Employers withhold Social Security tax from employees’ paychecks according to the tax rate and limit the government sets. The withholding rate for 2013 is 6.2 percent of gross income; the employer pays 6.2 percent. Self-employed individuals pay the entire 12.4 percent since they do not have an employer to contribute the remaining amount. Whether you are an employee or self-employed, you pay Social Security taxes until you reach the yearly wage base ($113,700 for 2013). Once you have met the annual limit, you stop paying Social Security taxes until the start of the next year.
A few employees are exempt from Social Security tax, in which case the employer does not withhold it from their paychecks. Non-immigrant and non-resident employees with specific classes of visas, such as A-visas, D-visas and F-visas; and individuals who work for a school, college or university at which they are also a student are exempt.
Your employer reports Social Security wages and taxes withheld for the year in Box 3 and 4, respectively, of the W-2 form. If you are a tipped employee, your employer reports your tips, which are subject to Social Security tax, in Box 7 of your W-2. Your employer files the W-2 with the Social Security Administration.

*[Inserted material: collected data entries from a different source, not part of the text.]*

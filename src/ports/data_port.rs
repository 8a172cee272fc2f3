//! Candle data access port trait.

use crate::domain::candle::Candle;
use crate::domain::error::FlatlandError;
use chrono::NaiveDateTime;

/// Source of candle series. Implementations return candles sorted by
/// ascending timestamp with duplicates removed.
pub trait DataPort {
    fn fetch_candles(
        &self,
        symbol: &str,
        timeframe: &str,
        start: Option<NaiveDateTime>,
        end: Option<NaiveDateTime>,
    ) -> Result<Vec<Candle>, FlatlandError>;

    fn list_symbols(&self, timeframe: &str) -> Result<Vec<String>, FlatlandError>;

    fn get_data_range(
        &self,
        symbol: &str,
        timeframe: &str,
    ) -> Result<Option<(NaiveDateTime, NaiveDateTime, usize)>, FlatlandError>;
}

/// Inclusive range check shared by adapters that filter in memory.
pub fn in_range(
    ts: NaiveDateTime,
    start: Option<NaiveDateTime>,
    end: Option<NaiveDateTime>,
) -> bool {
    start.is_none_or(|s| ts >= s) && end.is_none_or(|e| ts <= e)
}
//! Report rendering port trait.

use crate::domain::backtest::BacktestReport;
use crate::domain::error::FlatlandError;

/// Port for turning a backtest report into a visual artifact.
pub trait ReportPort {
    /// Render the report. An empty string means there was nothing to draw.
    fn render(&self, report: &BacktestReport) -> Result<String, FlatlandError>;

    fn write(&self, report: &BacktestReport, output_path: &str) -> Result<(), FlatlandError> {
        let content = self.render(report)?;
        std::fs::write(output_path, content)?;
        Ok(())
    }
}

When you file your annual income tax return with the Internal Revenue Service (IRS), depending on your withholding conditions (such as allowances and filing status), you might qualify for a tax refund on your federal income tax withholding. You do not get a refund on your Social Security tax withholding. Your payments are put into the Social Security system and are used to pay benefits to qualified individuals.